Die KWG-AG hieß früher Carthago Biotech. Sie hat vor allem „kommunale Wohnungsbestände“ im Visier. Die gelten als unterbewertet – sprich: Preisgünstig zu haben. Eine Parallele, die auch in Greifswald aufgefallen ist: „Wir wollen unsere WVG nicht in die Hände eines solchen Unternehmens geben“, sagt Ralf Döring, finanzpolitischer Sprecher der örtlichen Grünenfraktion – die den Verkauf für unnötig hält: Die WVG sei profitabel. So sieht das auch Die Linke. „Wir würden uns freuen, wenn wir in der Bürgerschaft eine Mehrheit dagegen bekämen“, sagt Fraktions-Vize Birgit Socher. Allerdings herrscht in Greifswald eine sehr große Koalition aus SPD, CDU, FDP und Bürgerliste.

Die Stadt will durch den Deal 70 Millionen Euro Schulden abbauen, 17 davon im Verwaltungshaushalt. Im Vertrag sei fixiert, dass die Mietsteigerungen bis 2017 bei jährlich maximal zwei Prozent liegen dürfen, versichert Kämmerer Hochheim, „also unter der Inflationsrate“. Auch das Unternehmen weist jeden Verdacht von sich: „Wir sind ein Bestandswahrer“, sagt Sprecherin Jutta Rehfeld.
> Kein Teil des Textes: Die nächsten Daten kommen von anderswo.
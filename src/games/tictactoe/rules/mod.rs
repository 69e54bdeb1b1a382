//! Game rules for tic-tac-toe.
//!
//! Pure functions over a [`Board`]. Rules are kept apart from board
//! storage; the board predicates below simply delegate here.

pub mod draw;
pub mod win;

pub use draw::{is_draw, is_full};
pub use win::{LINES, check_winner};

use super::{Board, Mark};

impl Board {
    /// True iff one mark fills any of the 8 winning lines.
    pub fn has_winner(&self) -> bool {
        self.winner().is_some()
    }

    /// The mark that fills a winning line, if any.
    pub fn winner(&self) -> Option<Mark> {
        check_winner(self)
    }

    /// True iff every square is occupied.
    pub fn is_full(&self) -> bool {
        is_full(self)
    }
}
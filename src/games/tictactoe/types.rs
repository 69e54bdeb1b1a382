//! Core domain types for tic-tac-toe.

use super::position::Position;
use serde::{Deserialize, Serialize};

/// Mark assigned to a participant for the lifetime of a session.
#[derive(
    Debug,
    Clone,
    Copy,
    PartialEq,
    Eq,
    Hash,
    Serialize,
    Deserialize,
    strum::Display,
    strum::EnumString,
    strum::EnumIter,
)]
pub enum Mark {
    /// Mark X (moves first).
    X,
    /// Mark O (moves second).
    O,
}

impl Mark {
    /// The mark that holds the turn on an empty board.
    pub const FIRST: Mark = Mark::X;

    /// Returns the opposing mark.
    pub fn opponent(self) -> Self {
        match self {
            Mark::X => Mark::O,
            Mark::O => Mark::X,
        }
    }
}

/// A square on the tic-tac-toe board.
#[derive(Debug, Clone, Copy, PartialEq, Eq, Hash, Serialize, Deserialize)]
pub enum Square {
    /// Empty square.
    Empty,
    /// Square occupied by a mark.
    Occupied(Mark),
}

/// 3x3 tic-tac-toe board.
///
/// Squares only ever go from [`Square::Empty`] to [`Square::Occupied`];
/// there is no operation that clears a square.
#[derive(Debug, Clone, PartialEq, Eq, Serialize, Deserialize)]
pub struct Board {
    /// Squares in row-major order (0-8).
    squares: [Square; 9],
}

impl Board {
    /// Creates a new empty board.
    pub fn new() -> Self {
        Self {
            squares: [Square::Empty; 9],
        }
    }

    /// Gets the square at the given position.
    pub fn get(&self, pos: Position) -> Square {
        self.squares[pos.to_index()]
    }

    /// Checks if a square is empty.
    pub fn is_empty(&self, pos: Position) -> bool {
        self.get(pos) == Square::Empty
    }

    /// Occupies an empty square.
    ///
    /// The caller is responsible for checking that the square is empty.
    pub fn occupy(&mut self, pos: Position, mark: Mark) {
        debug_assert!(self.is_empty(pos), "square {pos} already occupied");
        self.squares[pos.to_index()] = Square::Occupied(mark);
    }

    /// Returns all squares.
    pub fn squares(&self) -> &[Square; 9] {
        &self.squares
    }

    /// Number of occupied squares.
    pub fn occupied(&self) -> usize {
        self.squares
            .iter()
            .filter(|sq| **sq != Square::Empty)
            .count()
    }

    /// Formats the board as a human-readable grid.
    ///
    /// Empty squares show their index so a player can see what to type.
    pub fn display(&self) -> String {
        let mut result = String::new();
        for row in 0..3 {
            for col in 0..3 {
                let idx = row * 3 + col;
                let symbol = match self.squares[idx] {
                    Square::Empty => idx.to_string(),
                    Square::Occupied(mark) => mark.to_string(),
                };
                result.push(' ');
                result.push_str(&symbol);
                result.push(' ');
                if col < 2 {
                    result.push('|');
                }
            }
            if row < 2 {
                result.push_str("\n---+---+---\n");
            }
        }
        result
    }
}

impl Default for Board {
    fn default() -> Self {
        Self::new()
    }
}

#[cfg(test)]
mod tests {
    use super::*;

    #[test]
    fn test_opponent_flips() {
        assert_eq!(Mark::X.opponent(), Mark::O);
        assert_eq!(Mark::O.opponent(), Mark::X);
        assert_eq!(Mark::FIRST, Mark::X);
    }

    #[test]
    fn test_mark_round_trips_through_text() {
        assert_eq!(Mark::X.to_string(), "X");
        assert_eq!("O".parse::<Mark>().unwrap(), Mark::O);
        assert!("Z".parse::<Mark>().is_err());
    }

    #[test]
    fn test_occupy_sets_square() {
        let mut board = Board::new();
        board.occupy(Position::Center, Mark::O);
        assert_eq!(board.get(Position::Center), Square::Occupied(Mark::O));
        assert!(board.is_empty(Position::TopLeft));
        assert_eq!(board.occupied(), 1);
    }

    #[test]
    fn test_display_shows_indices_and_marks() {
        let mut board = Board::new();
        board.occupy(Position::TopLeft, Mark::X);
        board.occupy(Position::BottomRight, Mark::O);
        let text = board.display();
        assert!(text.starts_with(" X | 1 | 2 "));
        assert!(text.ends_with(" 6 | 7 | O "));
    }
}
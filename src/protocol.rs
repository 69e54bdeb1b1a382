//! Line protocol spoken between participants and the server.
//!
//! ```text
//! Client -> Server           Server -> Client
//! ----------------           ----------------
//! MOVE <n>  (0 <= n <= 8)    WELCOME <mark>
//! QUIT                       VALID_MOVE
//!                            OPPONENT_MOVED <n>
//!                            VICTORY | DEFEAT | TIE
//!                            MESSAGE <text>
//!                            <empty line>  (game continues)
//! ```
//!
//! Every message is exactly one line.

use crate::games::tictactoe::Mark;
use derive_more::{Display, Error};
use tracing::instrument;

/// Status text sent to a seated participant whose opponent has not arrived.
pub const WAITING_FOR_OPPONENT: &str = "Waiting for opponent to connect";
/// Status text sent to both participants when their session starts.
pub const ALL_CONNECTED: &str = "All players connected";
/// Status text sent to the participant holding the first turn.
pub const YOUR_TURN: &str = "Your turn";
/// Status text sent when the other participant leaves an undecided game.
pub const OPPONENT_DISCONNECTED: &str = "Opponent disconnected";

/// Command sent by a participant.
#[derive(Debug, Clone, Copy, PartialEq, Eq, Display)]
pub enum ClientCommand {
    /// Request to occupy a cell. The index is range-checked by the session.
    #[display("MOVE {_0}")]
    Move(usize),
    /// Leave the session.
    #[display("QUIT")]
    Quit,
}

/// A command line that could not be understood.
#[derive(Debug, Clone, PartialEq, Eq, Display, Error)]
pub enum ProtocolError {
    /// Empty or whitespace-only line.
    #[display("Empty command")]
    Empty,
    /// Verb is not part of the protocol.
    #[display("Unknown command: {_0}")]
    UnknownCommand(#[error(not(source))] String),
    /// `MOVE` without a usable cell number.
    #[display("MOVE needs a cell number 0-8, got {_0:?}")]
    BadCell(#[error(not(source))] String),
    /// Server line with an unknown shape.
    #[display("Unrecognized server message: {_0}")]
    UnknownMessage(#[error(not(source))] String),
}

impl ClientCommand {
    /// Parses one command line.
    #[instrument]
    pub fn parse(line: &str) -> Result<Self, ProtocolError> {
        let line = line.trim();
        let (verb, arg) = match line.split_once(char::is_whitespace) {
            Some((verb, arg)) => (verb, arg.trim()),
            None => (line, ""),
        };

        match verb {
            "" => Err(ProtocolError::Empty),
            "MOVE" => arg
                .parse::<usize>()
                .map(ClientCommand::Move)
                .map_err(|_| ProtocolError::BadCell(arg.to_string())),
            "QUIT" => Ok(ClientCommand::Quit),
            other => Err(ProtocolError::UnknownCommand(other.to_string())),
        }
    }
}

/// Notification sent by the server.
#[derive(Debug, Clone, PartialEq, Eq, Display)]
pub enum ServerMessage {
    /// Assigned mark, sent once when the participant is seated.
    #[display("WELCOME {_0}")]
    Welcome(Mark),
    /// Free-text status.
    #[display("MESSAGE {_0}")]
    Message(String),
    /// The requested move was accepted.
    #[display("VALID_MOVE")]
    ValidMove,
    /// The opponent occupied a cell.
    #[display("OPPONENT_MOVED {_0}")]
    OpponentMoved(usize),
    /// This participant won.
    #[display("VICTORY")]
    Victory,
    /// This participant lost.
    #[display("DEFEAT")]
    Defeat,
    /// Board filled with no winner.
    #[display("TIE")]
    Tie,
    /// Game goes on (blank status line).
    #[display("")]
    Continue,
}

impl ServerMessage {
    /// Builds a `MESSAGE` line.
    pub fn message(text: impl Into<String>) -> Self {
        ServerMessage::Message(text.into())
    }

    /// True for `VICTORY`, `DEFEAT` and `TIE`.
    pub fn is_terminal(&self) -> bool {
        matches!(
            self,
            ServerMessage::Victory | ServerMessage::Defeat | ServerMessage::Tie
        )
    }

    /// Parses one line received from the server.
    #[instrument]
    pub fn parse(line: &str) -> Result<Self, ProtocolError> {
        let line = line.trim_end_matches(['\r', '\n']);
        if line.trim().is_empty() {
            return Ok(ServerMessage::Continue);
        }

        let (verb, arg) = line.split_once(' ').unwrap_or((line, ""));
        let unknown = || ProtocolError::UnknownMessage(line.to_string());

        match verb {
            "WELCOME" => arg.trim().parse().map(ServerMessage::Welcome).map_err(|_| unknown()),
            "MESSAGE" => Ok(ServerMessage::Message(arg.to_string())),
            "VALID_MOVE" => Ok(ServerMessage::ValidMove),
            "OPPONENT_MOVED" => arg
                .trim()
                .parse()
                .map(ServerMessage::OpponentMoved)
                .map_err(|_| unknown()),
            "VICTORY" => Ok(ServerMessage::Victory),
            "DEFEAT" => Ok(ServerMessage::Defeat),
            "TIE" => Ok(ServerMessage::Tie),
            _ => Err(unknown()),
        }
    }
}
Man verstehe sich als Antwort auf die Heuschrecken, hieß es auch schon bei Aufnahme der Geschäftstätigkeit. Und das Image pflegt man sorgfältig. Ehlerding selbst, größter CDU-Spender aller Zeiten, umgibt sich heutzutage gern mit ehemaligen SPD-Hoffnungsträgern: Dem Bremer Senator a. D. Willy Lemke etwa, der sitzt im Ehlerding-Stiftungsrat. Oder Björn Engholm: Der Brandt-Enkel ohne Erbe gehört dem KWG-Aufsichtsrat an. In einer Unternehmensanalyse stellt SES-Research fest, dass in puncto Mieterschutz „sämtliche Sozialregelungen übernommen“ werden.
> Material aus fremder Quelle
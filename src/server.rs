//! TCP listener and accept loop.

use crate::config::ServerConfig;
use crate::matchmaker::Lobby;
use derive_more::{Display, Error};
use std::net::SocketAddr;
use std::time::Duration;
use tokio::net::{TcpListener, TcpStream};
use tracing::{info, instrument, warn};

/// Pause after a failed accept, so a persistent fault (e.g. out of file
/// descriptors) does not spin the loop.
const ACCEPT_BACKOFF: Duration = Duration::from_millis(100);

/// Server error with location tracking.
#[derive(Debug, Clone, Display, Error)]
#[display("Server error: {} at {}:{}", message, file, line)]
pub struct ServerError {
    /// Error message.
    pub message: String,
    /// Line number where error occurred.
    pub line: u32,
    /// Source file where error occurred.
    pub file: &'static str,
}

impl ServerError {
    /// Creates a new server error with caller location tracking.
    #[track_caller]
    pub fn new(message: impl Into<String>) -> Self {
        let loc = std::panic::Location::caller();
        Self {
            message: message.into(),
            line: loc.line(),
            file: loc.file(),
        }
    }
}

impl From<std::io::Error> for ServerError {
    #[track_caller]
    fn from(err: std::io::Error) -> Self {
        Self::new(format!("I/O error: {}", err))
    }
}

/// Accepts connections and pairs them into sessions.
#[derive(Debug)]
pub struct GameServer {
    listener: TcpListener,
}

impl GameServer {
    /// Binds the listening socket.
    #[instrument(skip(config), fields(addr = %config.addr()))]
    pub async fn bind(config: &ServerConfig) -> Result<Self, ServerError> {
        let listener = TcpListener::bind(config.addr()).await.map_err(|e| {
            ServerError::new(format!("Failed to bind {}: {}", config.addr(), e))
        })?;
        info!(addr = %listener.local_addr()?, "Listening");
        Ok(Self { listener })
    }

    /// Address actually bound (useful with port 0).
    pub fn local_addr(&self) -> Result<SocketAddr, ServerError> {
        Ok(self.listener.local_addr()?)
    }

    /// Runs the accept loop forever.
    pub async fn run(self) {
        self.run_until(std::future::pending()).await
    }

    /// Runs the accept loop until `shutdown` resolves.
    ///
    /// Running sessions are not interrupted by shutdown; only accepting
    /// stops. A participant still waiting in the lobby is disconnected.
    #[instrument(skip_all)]
    pub async fn run_until(self, shutdown: impl std::future::Future<Output = ()>) {
        let mut lobby: Lobby<TcpStream> = Lobby::new();
        tokio::pin!(shutdown);

        loop {
            let accepted = tokio::select! {
                () = &mut shutdown => {
                    info!(half_open = lobby.is_half_open(), "Shutting down accept loop");
                    return;
                }
                accepted = self.listener.accept() => accepted,
            };

            match accepted {
                Ok((stream, peer)) => {
                    if let Err(e) = stream.set_nodelay(true) {
                        warn!(%peer, error = %e, "Could not disable Nagle");
                    }
                    info!(%peer, "Accepted connection");
                    if let Some(pairing) = lobby.seat(stream, Some(peer)) {
                        pairing.start();
                    }
                }
                Err(e) => back_off(&e).await,
            }
        }
    }
}

/// Logs a failed accept and pauses before the next one.
async fn back_off(error: &std::io::Error) {
    warn!(error = %error, "Accept failed, backing off");
    tokio::time::sleep(ACCEPT_BACKOFF).await;
}

#[cfg(test)]
mod tests {
    use super::*;
    use std::sync::{Arc, Mutex};
    use tracing::{Event, Level, Subscriber};
    use tracing_subscriber::layer::{Context, Layer, SubscriberExt};

    /// Records the level of every event it sees.
    #[derive(Clone, Default)]
    struct Levels(Arc<Mutex<Vec<Level>>>);

    impl<S: Subscriber> Layer<S> for Levels {
        fn on_event(&self, event: &Event<'_>, _ctx: Context<'_, S>) {
            self.0.lock().unwrap().push(*event.metadata().level());
        }
    }

    #[tokio::test]
    async fn test_accept_failure_logs_a_warning() {
        let levels = Levels::default();
        let _guard =
            tracing::subscriber::set_default(tracing_subscriber::registry().with(levels.clone()));

        back_off(&std::io::Error::other("too many open files")).await;

        assert_eq!(*levels.0.lock().unwrap(), vec![Level::WARN]);
    }
}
„Ich glaube das sogar“, sagt der Wirtschaftswissenschaftler Rudolf Hickel, dem weiß Gott keine Nähe zu Ehlerding unterstellt werden kann: Dass dessen WCM sich nicht auch noch die Bremer Gewoba krallen konnte, war auch sein Verdienst. Nein, dass sich der raider von einst zum Sozialapostel gewandelt hat, hält er für unwahrscheinlich. „Aber ein Wandel hat stattgefunden“, so Hickel, „an den Märkten“. Statt auf den schnellen Profit werde gerade von institutionellen Anlegern auf die solide Anlage geachtet.
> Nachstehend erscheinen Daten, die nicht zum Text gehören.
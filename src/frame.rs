use std::time::Instant;

/// Frame metadata - carries frame number and timing info
#[derive(Debug, Clone, Copy, PartialEq)]
pub struct FrameInfo {
    pub number: u64,
    /// Milliseconds since the clock started, the unit camera rigs expect
    pub timestamp_ms: f64,
    /// Seconds since the previous frame
    pub delta: f32,
}

impl FrameInfo {
    pub fn new(number: u64, timestamp_ms: f64, delta: f32) -> Self {
        Self { number, timestamp_ms, delta }
    }

    pub fn seconds(&self) -> f32 {
        (self.timestamp_ms / 1000.0) as f32
    }
}

#[derive(Debug, Clone, Copy)]
enum Pacing {
    Realtime { start: Instant, last: Instant },
    Fixed { step_ms: f64 },
}

/// Infinite iterator that yields frame information
/// Use this in a loop: `for frame in clock.take(n) { ... }`
#[derive(Debug, Clone)]
pub struct FrameClock {
    frame_number: u64,
    pacing: Pacing,
}

impl FrameClock {
    /// Timestamps follow the wall clock
    pub fn realtime() -> Self {
        let now = Instant::now();
        Self {
            frame_number: 0,
            pacing: Pacing::Realtime { start: now, last: now },
        }
    }

    /// Timestamps advance by exactly `1 / hz` seconds per frame, starting at zero
    pub fn fixed(hz: f32) -> Self {
        Self {
            frame_number: 0,
            pacing: Pacing::Fixed { step_ms: 1000.0 / hz as f64 },
        }
    }

    pub fn frame_number(&self) -> u64 {
        self.frame_number
    }
}

impl Iterator for FrameClock {
    type Item = FrameInfo;

    fn next(&mut self) -> Option<FrameInfo> {
        let info = match &mut self.pacing {
            Pacing::Realtime { start, last } => {
                let now = Instant::now();
                let delta = now.duration_since(*last).as_secs_f32();
                let timestamp_ms = now.duration_since(*start).as_secs_f64() * 1000.0;
                *last = now;
                FrameInfo::new(self.frame_number, timestamp_ms, delta)
            }
            Pacing::Fixed { step_ms } => {
                let delta = if self.frame_number == 0 { 0.0 } else { (*step_ms / 1000.0) as f32 };
                FrameInfo::new(self.frame_number, self.frame_number as f64 * *step_ms, delta)
            }
        };

        self.frame_number += 1;
        Some(info)
    }
}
Den Zocker-Fantasien, durch den Namen Ehlerding anfangs angeheizt, scheint das sanfte Geschäftsmodell abträglich: Als er sie übernahm, war die Carthago-Aktie rund 50 Cent wert. Der Kurs explodierte: Bei zehn Euro lag er 2006. Gestern war die Aktie mit 5,40 Euro notiert. Ein ganz normales Wertpapier eben. Mit kleiner Rendite. Aber sicherer.